If you are running AKS with Node Auto Provisioning (NAP/Karpenter) and using Azure Disk ZRS (Zone-Redundant Storage) Persistent Volumes with volumeBindingMode: Immediate, you may have noticed that pods get stuck in Pending state. In this post, I’ll show you a temporary workaround using a Kubernetes mutating admission webhook that fixes this scheduling issue.
⚠️ Important: This is a temporary workaround / Proof of Concept. The root cause is tracked in kubernetes-sigs/karpenter#2743. Once the fix lands in Karpenter and is rolled out to AKS NAP, this webhook will no longer be needed.
The Problem#
When a ZRS Azure Disk PV is provisioned with volumeBindingMode: Immediate, the Azure Disk CSI driver writes the PV nodeAffinity as one NodeSelectorTerm per availability zone (OR semantics across terms):
nodeAffinity:
required:
nodeSelectorTerms:
- matchExpressions:
- key: topology.disk.csi.azure.com/zone
operator: In
values: [eastus2-1] # term 0 – only zone 1
- matchExpressions:
- key: topology.disk.csi.azure.com/zone
operator: In
values: [eastus2-2] # term 1 – only zone 2
- matchExpressions:
- key: topology.disk.csi.azure.com/zone
operator: In
values: [eastus2-3] # term 2 – only zone 3Karpenter/NAP only evaluates the first NodeSelectorTerm when computing where to provision a new node.
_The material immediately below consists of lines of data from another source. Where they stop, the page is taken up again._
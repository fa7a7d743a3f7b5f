use std::collections::{HashMap, HashSet};

use reqwest::Method;
use serde::{Deserialize, de::DeserializeOwned};
use url::Url;

use cinder3_types::{Limits, Snapshots, Volumes};
use observability_deps::tracing::debug;

use crate::{ApiVersion, Client, Error, Result, Session, join_path};

/// Microversion header understood by the v3 API
pub const API_VERSION_HEADER: &str = "OpenStack-API-Version";

/// Page size requested from listing calls
pub const DEFAULT_PAGE_SIZE: usize = 1000;

#[derive(Debug, Deserialize)]
struct Link {
    rel: String,
    href: Url,
}

#[derive(Debug, Deserialize)]
struct VolumePage {
    volumes: Vec<VolumeDetail>,
    #[serde(default)]
    volumes_links: Vec<Link>,
}

#[derive(Debug, Deserialize)]
struct VolumeDetail {
    #[serde(default)]
    size: i64,
    #[serde(rename = "os-vol-tenant-attr:tenant_id")]
    tenant_id: Option<String>,
}

#[derive(Debug, Deserialize)]
struct SnapshotPage {
    snapshots: Vec<SnapshotDetail>,
    #[serde(default)]
    snapshots_links: Vec<Link>,
}

#[derive(Debug, Deserialize)]
struct SnapshotDetail {
    #[serde(default)]
    size: i64,
    #[serde(rename = "os-extended-snapshot-attributes:project_id")]
    project_id: Option<String>,
}

#[derive(Debug, Deserialize)]
struct LimitsResponse {
    limits: LimitsBody,
}

#[derive(Debug, Deserialize)]
struct LimitsBody {
    absolute: AbsoluteLimits,
}

#[derive(Debug, Deserialize)]
#[serde(rename_all = "camelCase")]
struct AbsoluteLimits {
    max_total_volume_gigabytes: i64,
    max_total_volumes: i64,
}

/// A page of a listing, and where to find the next one
trait Page: DeserializeOwned {
    fn links(&self) -> &[Link];

    fn next(&self) -> Option<&Url> {
        self.links()
            .iter()
            .find(|link| link.rel == "next")
            .map(|link| &link.href)
    }
}

impl Page for VolumePage {
    fn links(&self) -> &[Link] {
        &self.volumes_links
    }
}

impl Page for SnapshotPage {
    fn links(&self) -> &[Link] {
        &self.snapshots_links
    }
}

impl Client {
    /// Count and size of the volumes of every tenant, keyed by tenant id
    ///
    /// Lists volumes across all tenants, so the session must hold the admin role.
    pub async fn volumes(
        &self,
        session: &Session,
        version: ApiVersion,
    ) -> Result<HashMap<String, Volumes>> {
        let mut volumes: HashMap<String, Volumes> = HashMap::new();
        let first = listing_url(session, version, "volumes/detail")?;
        self.list_all(session, version, first, |page: VolumePage| {
            for volume in page.volumes {
                let Some(tenant_id) = volume.tenant_id else {
                    continue;
                };
                volumes.entry(tenant_id).or_default().add(volume.size);
            }
        })
        .await?;
        Ok(volumes)
    }

    /// Count and size of the snapshots of every tenant, keyed by tenant id
    ///
    /// Lists snapshots across all tenants, so the session must hold the admin role.
    pub async fn snapshots(
        &self,
        session: &Session,
        version: ApiVersion,
    ) -> Result<HashMap<String, Snapshots>> {
        let mut snapshots: HashMap<String, Snapshots> = HashMap::new();
        let first = listing_url(session, version, "snapshots/detail")?;
        self.list_all(session, version, first, |page: SnapshotPage| {
            for snapshot in page.snapshots {
                let Some(project_id) = snapshot.project_id else {
                    continue;
                };
                snapshots.entry(project_id).or_default().add(snapshot.size);
            }
        })
        .await?;
        Ok(snapshots)
    }

    /// Absolute limits of the project the session is scoped to
    pub async fn limits(&self, session: &Session, version: ApiVersion) -> Result<Limits> {
        let url = join_path(endpoint(session, version)?, "limits")?;
        let req = self.block_storage_request(&url, session, version);
        let (_, resp): (_, LimitsResponse) = self.send_json(Method::GET, &url, req).await?;
        let absolute = resp.limits.absolute;
        Ok(Limits {
            max_total_volume_gigabytes: absolute.max_total_volume_gigabytes,
            max_total_volumes: absolute.max_total_volumes,
        })
    }

    /// Fetch `first` and every page linked from it, handing each page to `fold` as it arrives
    ///
    /// A `next` link back to a page already fetched is an error.
    async fn list_all<P, F>(
        &self,
        session: &Session,
        version: ApiVersion,
        first: Url,
        mut fold: F,
    ) -> Result<()>
    where
        P: Page + Send,
        F: FnMut(P) + Send,
    {
        let mut visited = HashSet::new();
        let mut next = Some(first);
        while let Some(url) = next.take() {
            if !visited.insert(url.clone()) {
                return Err(Error::PaginationLoop {
                    url: url.to_string(),
                });
            }
            let req = self.block_storage_request(&url, session, version);
            let (_, page): (_, P) = self.send_json(Method::GET, &url, req).await?;
            next = page.next().cloned();
            fold(page);
        }
        debug!(pages = visited.len(), version = %version, "listed block storage resources");
        Ok(())
    }

    fn block_storage_request(
        &self,
        url: &Url,
        session: &Session,
        version: ApiVersion,
    ) -> reqwest::RequestBuilder {
        let req = self.request(Method::GET, url, Some(session.token()));
        match version {
            ApiVersion::V3 => req.header(API_VERSION_HEADER, "volume 3.0"),
            ApiVersion::V2 => req,
        }
    }
}

fn endpoint(session: &Session, version: ApiVersion) -> Result<&Url> {
    session
        .public_endpoint(version.service_type())
        .ok_or(Error::MissingEndpoint {
            service_type: version.service_type(),
        })
}

fn listing_url(session: &Session, version: ApiVersion, path: &str) -> Result<Url> {
    let mut url = join_path(endpoint(session, version)?, path)?;
    url.query_pairs_mut()
        .append_pair("all_tenants", "1")
        .append_pair("limit", &DEFAULT_PAGE_SIZE.to_string());
    Ok(url)
}

#[cfg(test)]
mod tests {
    use mockito::{Matcher, Server};
    use pretty_assertions::assert_eq;
    use serde_json::json;

    use cinder3_types::BYTES_PER_GIB;

    use super::*;
    use crate::{CatalogEndpoint, CatalogService};

    fn session(server_url: &str, version: ApiVersion) -> Session {
        Session::new(
            "token-admin",
            None,
            vec![CatalogService {
                service_type: version.service_type().to_string(),
                endpoints: vec![CatalogEndpoint {
                    interface: "public".to_string(),
                    url: Url::parse(&format!("{server_url}/{version}/p-admin")).unwrap(),
                    region: None,
                }],
            }],
        )
    }

    #[tokio::test]
    async fn volumes_follow_next_links() {
        let mut mock_server = Server::new_async().await;
        let url = mock_server.url();
        let first = mock_server
            .mock("GET", "/v3/p-admin/volumes/detail")
            .match_header("X-Auth-Token", "token-admin")
            .match_header(API_VERSION_HEADER, "volume 3.0")
            .match_query(Matcher::Exact("all_tenants=1&limit=1000".into()))
            .with_status(200)
            .with_body(
                json!({
                    "volumes": [
                        {"id": "v1", "size": 1, "os-vol-tenant-attr:tenant_id": "p-alpha"},
                        {"id": "v2", "size": 2, "os-vol-tenant-attr:tenant_id": "p-alpha"}
                    ],
                    "volumes_links": [{
                        "rel": "next",
                        "href": format!("{url}/v3/p-admin/volumes/detail?all_tenants=1&limit=1000&marker=v2")
                    }]
                })
                .to_string(),
            )
            .create_async()
            .await;
        let second = mock_server
            .mock("GET", "/v3/p-admin/volumes/detail")
            .match_query(Matcher::Exact("all_tenants=1&limit=1000&marker=v2".into()))
            .with_status(200)
            .with_body(
                json!({
                    "volumes": [
                        {"id": "v3", "size": 5, "os-vol-tenant-attr:tenant_id": "p-beta"},
                        {"id": "v4", "size": 5}
                    ]
                })
                .to_string(),
            )
            .create_async()
            .await;

        let volumes = Client::new()
            .volumes(&session(&url, ApiVersion::V3), ApiVersion::V3)
            .await
            .expect("list volumes");

        first.assert_async().await;
        second.assert_async().await;
        assert_eq!(volumes.len(), 2);
        assert_eq!(
            volumes["p-alpha"],
            Volumes {
                count: 2,
                bytes: 3 * BYTES_PER_GIB
            }
        );
        assert_eq!(
            volumes["p-beta"],
            Volumes {
                count: 1,
                bytes: 5 * BYTES_PER_GIB
            }
        );
    }

    #[tokio::test]
    async fn next_link_back_to_a_listed_page() {
        let mut mock_server = Server::new_async().await;
        let url = mock_server.url();
        let page = mock_server
            .mock("GET", "/v3/p-admin/volumes/detail")
            .match_query(Matcher::Exact("all_tenants=1&limit=1000".into()))
            .with_status(200)
            .with_body(
                json!({
                    "volumes": [
                        {"id": "v1", "size": 1, "os-vol-tenant-attr:tenant_id": "p-alpha"}
                    ],
                    "volumes_links": [{
                        "rel": "next",
                        "href": format!("{url}/v3/p-admin/volumes/detail?all_tenants=1&limit=1000")
                    }]
                })
                .to_string(),
            )
            .expect(1)
            .create_async()
            .await;

        let err = Client::new()
            .volumes(&session(&url, ApiVersion::V3), ApiVersion::V3)
            .await
            .unwrap_err();

        page.assert_async().await;
        let Error::PaginationLoop { url: looped } = &err else {
            panic!("unexpected error: {err}");
        };
        assert_eq!(
            looped,
            &format!("{url}/v3/p-admin/volumes/detail?all_tenants=1&limit=1000")
        );
    }

    #[tokio::test]
    async fn snapshots_v2() {
        let mut mock_server = Server::new_async().await;
        let url = mock_server.url();
        let mock = mock_server
            .mock("GET", "/v2/p-admin/snapshots/detail")
            .match_query(Matcher::UrlEncoded("all_tenants".into(), "1".into()))
            .with_status(200)
            .with_body(
                json!({
                    "snapshots": [
                        {"id": "s1", "size": 3, "os-extended-snapshot-attributes:project_id": "p-beta"}
                    ]
                })
                .to_string(),
            )
            .create_async()
            .await;

        let snapshots = Client::new()
            .snapshots(&session(&url, ApiVersion::V2), ApiVersion::V2)
            .await
            .expect("list snapshots");

        mock.assert_async().await;
        assert_eq!(
            snapshots["p-beta"],
            Snapshots {
                count: 1,
                bytes: 3 * BYTES_PER_GIB
            }
        );
    }

    #[tokio::test]
    async fn limits() {
        let mut mock_server = Server::new_async().await;
        let url = mock_server.url();
        let mock = mock_server
            .mock("GET", "/v3/p-admin/limits")
            .with_status(200)
            .with_body(
                json!({
                    "limits": {
                        "rate": [],
                        "absolute": {
                            "totalSnapshotsUsed": 0,
                            "maxTotalVolumeGigabytes": 1000,
                            "maxTotalVolumes": 50,
                            "totalVolumesUsed": 2
                        }
                    }
                })
                .to_string(),
            )
            .create_async()
            .await;

        let limits = Client::new()
            .limits(&session(&url, ApiVersion::V3), ApiVersion::V3)
            .await
            .expect("get limits");

        mock.assert_async().await;
        assert_eq!(
            limits,
            Limits {
                max_total_volume_gigabytes: 1000,
                max_total_volumes: 50
            }
        );
    }

    #[tokio::test]
    async fn missing_endpoint() {
        let session = session("http://cinder:8776", ApiVersion::V2);
        let err = Client::new()
            .limits(&session, ApiVersion::V3)
            .await
            .unwrap_err();
        assert!(matches!(
            err,
            Error::MissingEndpoint {
                service_type: "volumev3"
            }
        ));
    }

    #[tokio::test]
    async fn server_error_is_surfaced() {
        let mut mock_server = Server::new_async().await;
        let url = mock_server.url();
        let _mock = mock_server
            .mock("GET", "/v3/p-admin/limits")
            .with_status(503)
            .with_body("unavailable")
            .create_async()
            .await;

        let err = Client::new()
            .limits(&session(&url, ApiVersion::V3), ApiVersion::V3)
            .await
            .unwrap_err();
        assert_eq!(
            err.to_string(),
            "server responded with error [503 Service Unavailable]: unavailable"
        );
    }
}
If a pod’s nodeSelector requires a different zone (e.g. zone 2), Karpenter provisions a node in zone 1, the scheduler sees an affinity mismatch, and the pod stays Pending indefinitely.
The Fix (Temporary Workaround)#
The webhook intercepts PV CREATE and UPDATE events, detects ZRS disks (via skuName containing ZRS in the CSI volume attributes), and merges all zone values from separate NodeSelectorTerms into a single term:
nodeAffinity:
required:
nodeSelectorTerms:
- matchExpressions:
- key: topology.disk.csi.azure.com/zone
operator: In
values: [eastus2-1, eastus2-2, eastus2-3] # merged – any zone OKKarpenter now sees a single term with all zones and correctly honours the pod’s zone preference when provisioning a node.
Prerequisites#
| Tool | Purpose |
|---|---|
| Go 1.23+ | Build the webhook binary |
Azure CLI (az) | ACR build, AKS credentials |
| Terraform ≥ 1.5 | Provision AKS + ACR |
| kubectl | Deploy and inspect resources |
| cert-manager v1.15+ | TLS certificate management (deployed by Terraform) |
1. Provision the AKS NAP cluster#
Create the providers.tf file#
Create a file called providers.tf with the following contents:
terraform {
required_version = ">= 1.8"
required_providers {
azurerm = {
source = "hashicorp/azurerm"
version = "~> 4.0"
}
helm = {
source = "hashicorp/helm"
version = "~> 2.14"
}
kubernetes = {
source = "hashicorp/kubernetes"
version = "~> 2.31"
}
}
}
provider "azurerm" {
features {}
}
provider "helm" {
kubernetes {
host = azurerm_kubernetes_cluster.main.kube_config[0].host
client_certificate = base64decode(azurerm_kubernetes_cluster.main.kube_config[0].client_certificate)
client_key = base64decode(azurerm_kubernetes_cluster.main.kube_config[0].client_key)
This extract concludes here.